VOICES: Are there similarities in witnessing a traumatic sports injury and a military casualty?

We saw it happen, on national TV or, for more than 63,000 fans, with their own eyes in person. He was a healthy young man carrying out his duties as a professional in his chosen career. He had worked hard, spending long, arduous hours preparing to do his best, to be a strong team member. He was a son, a family member and a community asset. But on this particular day, at this particular time, something went very wrong.

An unbelievable tragedy occurred that changed his and his teammates’ lives forever. And it went beyond to nearly anyone who witnessed him falling unconscious, the CPR, the ambulance moving him from the field of play to the hospital. It has even led to an examination of the entire culture of his industry. Thoughts, prayers and well wishes have poured in from across the country and beyond.

This is right. This is what good people do, coming together to support a fallen warrior. Everyone benefits when a group of people come together to support a worthy cause. It appears that the prayers and support have aided in his remarkable recovery. Since his injury, there has been an outpouring of support for his charity Chasing M’s Foundation. In his recent video interview Damar said, “This is just the beginning of the impact that I wanted to have on the world,” Hamlin said in closing. “And with God’s guidance, I will continue to do wonderful and great things. I couldn’t do this without any of the support and the love.”
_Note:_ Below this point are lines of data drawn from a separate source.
//! Compositing of the editing surface.
//!
//! The surface is redrawn from scratch on every change: base raster, a
//! translucent preview of the removal over the region, a dashed outline, and
//! the eight resize handles. Handle and outline sizes are in display pixels
//! and do not follow the image scale.

use image::imageops::{self, FilterType};
use image::{DynamicImage, Rgba, RgbaImage};

use crate::color::{FillColor, RemovalMode};
use crate::geometry::{ImagePoint, ViewTransform};
use crate::hit::handle_points;
use crate::region::Region;

/// Visual constants of the editing surface.
#[derive(Debug, Clone, PartialEq)]
pub struct RenderStyle {
    /// Outline and handle color.
    pub accent: Rgba<u8>,
    /// Outline thickness in display pixels.
    pub outline_width: u32,
    /// Dash length and gap length of the outline.
    pub dash: (u32, u32),
    /// Side length of the square handles in display pixels.
    pub handle_size: u32,
    /// Overlay standing in for the blur result.
    pub blur_overlay: Rgba<u8>,
    /// Opacity applied to the fill color preview.
    pub fill_alpha: u8,
}

impl Default for RenderStyle {
    fn default() -> Self {
        Self {
            accent: Rgba([0x16, 0x77, 0xff, 0xff]),
            outline_width: 2,
            dash: (5, 3),
            handle_size: 8,
            blur_overlay: Rgba([128, 128, 128, 102]),
            fill_alpha: 0xaa,
        }
    }
}

/// Everything a frame depends on.
#[derive(Debug, Clone, Copy)]
pub struct Scene<'a> {
    /// Display-resolution raster of the image.
    pub base: &'a RgbaImage,
    /// Selected region in image space.
    pub region: Region,
    /// Image-to-display transform.
    pub transform: ViewTransform,
    /// Current removal mode.
    pub mode: RemovalMode,
    /// Current fill color (previewed only in fill mode).
    pub fill: FillColor,
}

/// Scale a decoded thumbnail to the display surface size of `transform`.
#[must_use]
pub fn prepare_base(thumbnail: &DynamicImage, transform: &ViewTransform) -> RgbaImage {
    let (w, h) = transform.display_size();
    let rgba = thumbnail.to_rgba8();
    if rgba.dimensions() == (w, h) {
        rgba
    } else {
        imageops::resize(&rgba, w, h, FilterType::Triangle)
    }
}

/// Draw a complete frame.
#[must_use]
pub fn render(scene: &Scene<'_>, style: &RenderStyle) -> RgbaImage {
    let mut surface = scene.base.clone();
    let (x0, y0, x1, y1) = display_rect(&scene.region, &scene.transform);

    let overlay = match scene.mode {
        RemovalMode::Blur => style.blur_overlay,
        RemovalMode::Fill => Rgba([scene.fill.r, scene.fill.g, scene.fill.b, style.fill_alpha]),
    };
    fill_rect(&mut surface, x0, y0, x1, y1, overlay);
    dashed_outline(&mut surface, (x0, y0, x1, y1), style);

    let half = i64::from(style.handle_size / 2);
    let size = i64::from(style.handle_size);
    for (_, p) in handle_points(&scene.region, &scene.transform) {
        #[allow(clippy::cast_possible_truncation)]
        let (cx, cy) = (p.x.round() as i64, p.y.round() as i64);
        fill_rect(&mut surface, cx - half, cy - half, cx - half + size, cy - half + size, style.accent);
    }

    surface
}

/// Region corners on the display surface, rounded to whole pixels.
#[allow(clippy::cast_possible_truncation)]
fn display_rect(region: &Region, transform: &ViewTransform) -> (i64, i64, i64, i64) {
    let (l, t, r, b) = region.edges();
    let tl = transform.to_display(ImagePoint::new(l, t));
    let br = transform.to_display(ImagePoint::new(r, b));
    (
        tl.x.round() as i64,
        tl.y.round() as i64,
        br.x.round() as i64,
        br.y.round() as i64,
    )
}

/// Alpha-blend `color` over the half-open rectangle `[x0, x1) x [y0, y1)`.
fn fill_rect(img: &mut RgbaImage, x0: i64, y0: i64, x1: i64, y1: i64, color: Rgba<u8>) {
    let (w, h) = (i64::from(img.width()), i64::from(img.height()));
    for y in y0.max(0)..y1.min(h) {
        for x in x0.max(0)..x1.min(w) {
            blend_pixel(img, x, y, color);
        }
    }
}

/// Stroke the rectangle outline clockwise from its top-left corner, with the
/// dash pattern running continuously around the corners.
fn dashed_outline(img: &mut RgbaImage, rect: (i64, i64, i64, i64), style: &RenderStyle) {
    let (x0, y0, x1, y1) = rect;
    let (on, off) = (i64::from(style.dash.0), i64::from(style.dash.1));
    let period = (on + off).max(1);
    let lo = -i64::from(style.outline_width / 2);
    let hi = lo + i64::from(style.outline_width.max(1));

    let top = (x0..x1).map(|x| (x, y0));
    let right = (y0..y1).map(|y| (x1, y));
    let bottom = (x0 + 1..=x1).rev().map(|x| (x, y1));
    let left = (y0 + 1..=y1).rev().map(|y| (x0, y));

    let mut step = 0_i64;
    for (px, py) in top.chain(right).chain(bottom).chain(left) {
        step += 1;
        if (step - 1) % period >= on {
            continue;
        }
        for oy in lo..hi {
            for ox in lo..hi {
                put_pixel(img, px + ox, py + oy, style.accent);
            }
        }
    }
}

#[allow(clippy::cast_sign_loss, clippy::cast_possible_truncation)]
fn put_pixel(img: &mut RgbaImage, x: i64, y: i64, color: Rgba<u8>) {
    if x >= 0 && y >= 0 && x < i64::from(img.width()) && y < i64::from(img.height()) {
        blend_pixel(img, x, y, color);
    }
}

#[allow(clippy::cast_sign_loss, clippy::cast_possible_truncation)]
fn blend_pixel(img: &mut RgbaImage, x: i64, y: i64, color: Rgba<u8>) {
    let px = img.get_pixel_mut(x as u32, y as u32);
    let alpha = f32::from(color[3]) / 255.0;
    for ch in 0..3 {
        let over = f32::from(color[ch]);
        let under = f32::from(px[ch]);
        px[ch] = (over * alpha + under * (1.0 - alpha)).round().clamp(0.0, 255.0) as u8;
    }
    px[3] = px[3].max(color[3]);
}
use crate::content::loader::ContentLoader;
use crate::content::{MarkdownRenderer, Post};
use crate::helpers::{date_iso, full_url_for, post_url};
use crate::templates::{partials, PageMeta, Template};
use crate::Site;

/// Static site generator
pub struct Generator<'a> {
    site: &'a Site,
    loader: ContentLoader<'a>,
    template: Template,
    posts: Vec<Post>,
}

impl<'a> Generator<'a> {
    /// Create a new generator
    pub fn new(site: &'a Site) -> Self {
        Self {
            site,
            loader: ContentLoader::new(site),
            template: Template::load(&site.template_path(), &site.config),
            posts: Vec::new(),
        }
    }

    /// Posts converted so far, newest first once the index has been written
    pub fn posts(&self) -> &[Post] {
        &self.posts
    }

    /// Generate the entire site
    pub fn build(&mut self) -> Result<()> {
        tracing::info!("Building static site...");

        fs::create_dir_all(&self.site.output_dir).with_context(|| {
            format!("Failed to create output dir {:?}", self.site.output_dir)
        })?;

        self.copy_assets()?;
        self.convert_posts()?;

        // Newest first; equal dates keep their load order
        self.posts.sort_by(|a, b| b.date.cmp(&a.date));

        self.generate_index_pages()?;
        self.generate_archive_page()?;
        self.generate_about_page()?;

        tracing::info!("Static site built successfully!");
        Ok(())
    }

    /// Copy CSS, JS, images, and other static assets
    fn copy_assets(&self) -> Result<()> {
        tracing::info!("Copying static assets...");

        for name in &self.site.config.assets {
            let src = self.site.asset_dir.join(name);
            let dst = self.site.output_dir.join(name);

            if !src.exists() {
                continue;
            }
            if is_same_path(&src, &dst) {
                tracing::debug!("Skipping {:?}, already in place", src);
                continue;
            }

            if src.is_file() {
                fs::copy(&src, &dst)
                    .with_context(|| format!("Failed to copy {:?} -> {:?}", src, dst))?;
            } else {
                if dst.exists() {
                    fs::remove_dir_all(&dst)
                        .with_context(|| format!("Failed to remove {:?}", dst))?;
                }
                copy_dir(&src, &dst)?;
            }
            tracing::info!("  Copied {} -> {}", src.display(), name);
        }

        Ok(())
    }

    /// Convert every post source and write both URL layouts
    fn convert_posts(&mut self) -> Result<()> {
        tracing::info!("Converting posts...");

        for path in self.loader.post_files()? {
            tracing::info!(
                "  Converting {}",
                path.file_name().unwrap_or_default().to_string_lossy()
            );
            match self.loader.load_post(&path) {
                Ok(post) => {
                    self.write_post(&post)?;
                    self.posts.push(post);
                }
                Err(e) => {
                    tracing::warn!("Failed to load post {:?}: {:#}", path, e);
                }
            }
        }

        Ok(())
    }

    /// Write a post to `posts/<slug>.html` and `post/<slug>/index.html`
    fn write_post(&self, post: &Post) -> Result<()> {
        let config = &self.site.config;
        let meta = PageMeta::article(
            format!("{} | {}", post.title, config.title),
            post.description.clone(),
            full_url_for(config, &post_url(&post.slug)),
            date_iso(&post.date),
        );
        let html = self.template.render(&meta, &partials::post_article(post));

        self.write_page(&format!("posts/{}.html", post.slug), &html)?;
        self.write_page(&format!("post/{}/index.html", post.slug), &html)?;
        Ok(())
    }

    /// Generate index pages with pagination
    fn generate_index_pages(&self) -> Result<()> {
        tracing::info!("  Generating main index with pagination...");

        let config = &self.site.config;
        let per_page = config.page_size();
        let total_pages = self.posts.len().div_ceil(per_page);

        for (i, page_posts) in self.posts.chunks(per_page).enumerate() {
            let page_num = i + 1;

            let title = if page_num == 1 {
                config.title.clone()
            } else {
                format!("{} - Page {}", config.title, page_num)
            };
            let meta = PageMeta::website(
                config,
                title,
                config.description.clone(),
                full_url_for(config, "/"),
                "WebSite",
            );

            let content =
                partials::index_page(page_posts, &partials::pagination(page_num, total_pages));
            let html = self.template.render(&meta, &content);

            let output_path = if page_num == 1 {
                "index.html".to_string()
            } else {
                format!("page/{}/index.html", page_num)
            };
            self.write_page(&output_path, &html)?;
        }

        tracing::info!(
            "    Generated {} pages with {} posts total",
            total_pages,
            self.posts.len()
        );
        Ok(())
    }

    /// Generate the archive page listing every post
    fn generate_archive_page(&self) -> Result<()> {
        tracing::info!("  Generating archive page...");

        let config = &self.site.config;
        let meta = PageMeta::website(
            config,
            format!("Archive | {}", config.title),
            "Complete archive of all blog posts".to_string(),
            full_url_for(config, "/archive/"),
            "WebPage",
        );
        let html = self.template.render(&meta, &partials::archive(&self.posts));

        self.write_page("archive/index.html", &html)
    }

    /// Generate the about page, with placeholder content if there is no source
    fn generate_about_page(&self) -> Result<()> {
        tracing::info!("  Generating about page...");

        let body = match self.loader.load_about() {
            Ok(Some(markdown)) => {
                tracing::info!("    Created about page from Markdown content");
                MarkdownRenderer::for_pages().render(&markdown)
            }
            Ok(None) => {
                tracing::warn!("    No about/index.md found, using placeholder");
                partials::ABOUT_PLACEHOLDER.to_string()
            }
            Err(e) => {
                tracing::warn!("    Could not read about page ({:#}), using placeholder", e);
                partials::ABOUT_PLACEHOLDER.to_string()
            }
        };

        let config = &self.site.config;
        let meta = PageMeta::website(
            config,
            format!("About | {}", config.title),
            format!("About {}", config.title),
            full_url_for(config, "/about/"),
            "WebPage",
        );
        let html = self
            .template
            .render(&meta, &partials::page_article("About", &body));

        self.write_page("about/index.html", &html)
    }

    /// Write a document below the output directory
    fn write_page(&self, relative: &str, html: &str) -> Result<()> {
        let output_path = self.site.output_dir.join(relative);
        if let Some(parent) = output_path.parent() {
            fs::create_dir_all(parent)
                .with_context(|| format!("Failed to create dir {:?}", parent))?;
        }
        fs::write(&output_path, html)
            .with_context(|| format!("Failed to write {:?}", output_path))?;
        tracing::debug!("Generated: {:?}", output_path);
        Ok(())
    }
}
But we should ask: Are there similarities between what we witnessed on Monday night, Jan. 2, at 8:17 and what has happened on multiple days and nights in WWI, WWII, Vietnam, Korea, Iraq or Afghanistan where warriors carrying out their professional duties for a common cause are met with tragic, traumatic fates with devastating consequences. The men and women of the United States military have been casualties of or witnesses to hundreds of thousands of horrific situations while defending our country in their line of duty. Seldom has there been such an outpouring of prayers and concern for those who truly put their life on the line as we witnessed since the night of Jan. 2.

Maybe we need to reconsider how we approach and reckon with these young men and women warriors who don’t get to choose to stop the game and go to the locker room.

Many times they are given little time to digest what they just witnessed on their field — the battlefield. Many of these fallen warriors never come home or, if they do, the physical, psychological, emotional or spiritual damage is immeasurable.

Again, this is not an indictment on the reaction of the NFL, his team, or country or beyond. The outpouring of prayers, love and concern shown to Damar Hamlin since his unbelievable tragedy is heartwarming and encouraging and well deserved. Although the battle tragedies of our young military service men and women are not often witnessed by a national TV audience, is it possible that we as a nation can come together with a similar response to assist them with their recovery?

Mark Curtis has been a Dayton area Psychiatric Clinical Nurse Specialist for 35 years. He is a Vietnam Era Veteran currently volunteering with the Montgomery County Veterans Treatment Court and The Victory Project.